On my drive into work every morning, I bounce between several Sirius XM news channels. By the time I pull into the parking lot and shut off the car, I feel I’ve been pretty well introduced to the most important news circulating around the present cycle until I tune in again for the drive home.
One morning this week while listening, I felt myself getting physically ill.
It was almost as if I had been teleported back to 2003, the year we invaded Iraq based on lies, legerdemain, and a corporate ratings-driven media beholden to salacious drama and pathos.
This time it was about North Korea.
The recent United Nations sanctions against North Korea have the world on edge. Sanctions have to capability to coerce a country into conforming to certain requirements, and in that respect they are preferable at times to war.
But what I heard was a media licking its chops. I could hear it saying,
“Sanctions are fine… For now. Our ratings will only last so long, though.
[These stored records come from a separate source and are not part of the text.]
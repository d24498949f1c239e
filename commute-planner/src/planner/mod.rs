//! Next-departure planning.
//!
//! This module answers "when can I next leave, and on what?" for a
//! transit trip. It asks a route source for departures, drops ones that
//! have already gone, and falls back to sampling future departure times
//! when the immediate answer is empty.

mod aggregate;
mod config;
mod rank;

pub use aggregate::{FallbackState, RouteAggregator};
pub use config::PlannerConfig;
pub use rank::{deduplicate, drop_stale, sort_by_departure};
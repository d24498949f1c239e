//! Commute planner.
//!
//! A command-line tool that answers: "when is my next bus or train
//! home (or to work), and is it even worth taking one?"

pub mod config;
pub mod directions;
pub mod domain;
pub mod location;
pub mod pipeline;
pub mod planner;
pub mod report;
pub mod trip;
pub mod walkable;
If we are to survive, it is to war we must go.”
Mike Chinoy is a Senior Fellow at the U.S.-China Institute at the University of Southern California, the creator of the documentary series Assignment China, and the author of the books Meltdown: The Inside Story of the North Korean Nuclear Crisis and The Last POW.
In his piece Cipher Brief piece titled “Why the U.S. Media Gets North Korea Wrong,” he argues the media is able to actively seduce people into capitulating to the prospect of conflict with North Korea because of short-sighted reporting.
He cites a recent New York Times article, “How Trump’s Predecessors Dealt with the North Korean Threat,” in which the author attributes to Pyongyang’s dishonesty the 2002 collapse of the 1994 Agreed Framework deal that froze a North Korean nuclear program.
The article states:
“The United States spent millions in aid and only briefly delayed the North’s weapons program. President George W. Bush [then] confronted the North for secretly building a bomb and violating the terms of the agreement.”
We “spent millions” and North Korea fucked us over, then.
It isn’t as facile as that.
According to Chinoy:
“Just days after the Clinton administration signed the Agreed Framework, the Republicans took control of Congress. Promised aid was delayed, in some cases for years. Proliferation-resistant light water nuclear reactors, which the North had been promised as part of the deal, were never built. Nonetheless, Pyongyang froze activity at its Yongbyon reactor, which remained shut until early 2003. Had that not happened, the North would likely have had enough fissile material for more than 100 plutonium-based nuclear bombs – a fact critics of the Agreed Framework often ignore.
“When George W. Bush took office, he declined to reaffirm a communique the Clinton administration had signed with Pyongyang in late 2000 pledging ‘no hostile intent’ towards North Korea. Bush then included the North in his famous ‘Axis of Evil,’ and, as the U.S. prepared to invade Iraq and topple Saddam Hussein, senior administration officials openly talked of regime change in North Korea.”
In 2002, when U.S. intelligence confirmed Pyongyang was developing uranium, the Bush administration spurned North Korean negotiating attempts and threatened to withdraw from the Clinton-era Agreed Framework. This motivated North Korea to restart its Yongbyon reactor.
Most probably don’t know that. It should have been included in the Times piece. It wasn’t.
Most are also unlikely to know about the 2005 Six Party Talks in Beijing, at which North Korea committed “to abandoning all nuclear weapons and existing nuclear programs and returning, at an early date, to the Treaty on the Non-proliferation of Nuclear Weapons.”
But if we simply went by the Times piece “Making Kim Jong-un Sweat,” we wouldn’t think this was such a seminal moment after it implies North Korea never intended to fulfill this commitment.
“Both journalists ignored a crucial fact. The same week as the signing of the deal, which set out principles for the eventual denuclearization of the Korean peninsula and included a pledge from both Pyongyang AND Washington ‘to respect each other’s sovereignty, exist peacefully together, and take steps to normalize their relations,’ Washington hardliners imposed sweeping sanctions on a Macau bank where the North had dozens of accounts.”
I have never been to North Korea, and probably never will, so all I have is the media, the same as you.
We have a historic tendency to play the victim while the Big Bad Wolf is cresting the hill intent on blowing our house down–a tendency aided and abetted by a corporate news cycle that neglects to provide the whole story as it used to.